A busca de uma paternidade e maternidade responsável, é um processo lento e gradativo e deve acompanhar os jovens mediante catequese adequada que favoreça o crescimento em idade e conhecimento do mundo e da realidade. No momento decisivo de preparação imediata para o Matrimônio, essa responsabilidade receberá grande impulso. Aos jovens que buscam, com sinceridade, essa preparação, a Igreja está sempre pronta a oferecer ajuda. A paternidade e maternidade responsável liberta decidida e definitivamente o jovem casal de toda insegurança, perplexidade, medo, permissividade, amor livre. Liberta para o amor, pois revela todo o valor, o preço da pessoa humana em si mesma e no seu relacionamento “familiar”.

Com essa visão de fé, será bem mais fácil superar as dificuldades, as limitações, enfrentar corajosamente as pressões sociais. Uma vida a dois e a bênção dos filhos é sinal da grande responsabilidade, dada por Deus. Porém, Ele mesmo fortalece o casal cristão com as virtudes necessárias para viver o dever de estado. Isto, mediante o Sacramento do Matrimônio.

Não cabe, portanto, num lar cristão – antes de tudo – pensamentos de “controle de natalidade”, “programa de planejamento familiar” e outros pseudovalores e contravalores. Para enfrentar esse tipo de mentalidade, a Igreja propõe a valorização da pessoa humana em todas as suas possibilidades, através da paternidade e maternidade responsáveis.

Diz a Dra. Elizabeth Kipman Cerqueira (citação de nosso livro: “Preparação para o Casamento e para a Vida Familiar”, já em sua oitava edição): “Não podemos falar de paternidade responsável, no sentido restrito e amplo da palavra, tomando por base valores transitórios. O valor da criatura gerada não pode estar subordinado a restrições e distorções do ambiente social ou submetido a uma lei contingente. A única analise possível é pela Fé. De nada servem outros raciocínios. O homem deve ser homem em absoluto e basta”. (cf. p. 68).

O Papa Paulo VI, em sua Encíclica Humanae Vitae, falava aos casais cristãos nestes termos: “Foi a eles (aos casais cristãos) que o Senhor confiou a missão de tornarem visível aos homens a santidade e a suavidade da lei que une o amor mútuo dos esposos com a sua cooperação com o amor de Deus, autor da vida humana. Não pretendemos, evidentemente, esconder as dificuldades, por vezes graves, inerentes à vida dos cônjuges cristãos: para eles, como para todos, de resto, “é estreita a porta e apertado o caminho que conduz à vida” (Mt 7,14; Hb 12,11). Mas, a esperança dessa vida, precisamente, deve iluminar o seu caminho, enquanto eles corajosamente se esforçam por “viver com sabedoria, justiça e piedade no tempo presente” (Tt 2,12), sabendo que “a figura desse mundo passa” (1 Cor 7,31).

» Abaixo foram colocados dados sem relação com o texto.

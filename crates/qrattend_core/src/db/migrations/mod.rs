//! Ordered schema scripts and the runner that applies them.
//!
//! # Invariants
//! - Versions increase by one, starting at 1.
//! - Pending scripts run inside a single transaction, so a failure leaves
//!   the previous version in place.

use crate::db::{DbError, DbResult};
use log::{debug, info};
use rusqlite::Connection;

struct Migration {
    version: u32,
    name: &'static str,
    sql: &'static str,
}

const MIGRATIONS: &[Migration] = &[
    Migration {
        version: 1,
        name: "init",
        sql: include_str!("0001_init.sql"),
    },
    Migration {
        version: 2,
        name: "attendance_indexes",
        sql: include_str!("0002_attendance_indexes.sql"),
    },
];

/// Highest schema version this build can write.
pub fn latest_version() -> u32 {
    MIGRATIONS.len() as u32
}

/// Version recorded in the database file.
pub fn schema_version(conn: &Connection) -> DbResult<u32> {
    Ok(conn.pragma_query_value(None, "user_version", |row| row.get::<_, u32>(0))?)
}

/// Brings `conn` up to [`latest_version`].
pub fn apply_migrations(conn: &mut Connection) -> DbResult<()> {
    let from = schema_version(conn)?;
    let latest = latest_version();
    if from > latest {
        return Err(DbError::UnsupportedSchemaVersion {
            db_version: from,
            latest_supported: latest,
        });
    }

    let pending = MIGRATIONS.iter().skip(from as usize);
    if pending.len() == 0 {
        debug!("event=db_migrate module=db status=skipped version={from}");
        return Ok(());
    }

    let tx = conn.transaction()?;
    for migration in pending {
        tx.execute_batch(migration.sql)
            .and_then(|()| tx.pragma_update(None, "user_version", migration.version))
            .map_err(|source| DbError::Migration {
                version: migration.version,
                name: migration.name,
                source,
            })?;
        debug!(
            "event=db_migrate_step module=db status=ok version={} name={}",
            migration.version, migration.name
        );
    }
    tx.commit()?;

    info!("event=db_migrate module=db status=ok from_version={from} to_version={latest}");
    Ok(())
}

Que Deus nos conceda, cada vez mais, famílias bem estruturadas, jovens ardorosos e cheios de grandes ideais e sonhos, jovens que se entusiasmem pelo Evangelho da vida, pelos valores da “Comunidade de amor e vida”, qual exemplo do amor de Cristo pela sua santa Igreja! A Pastoral Familiar entrará em cena como grande auxiliar para jovens nubentes, jovens neo-casados e para casais adentrados em sua vida e experiência familiar.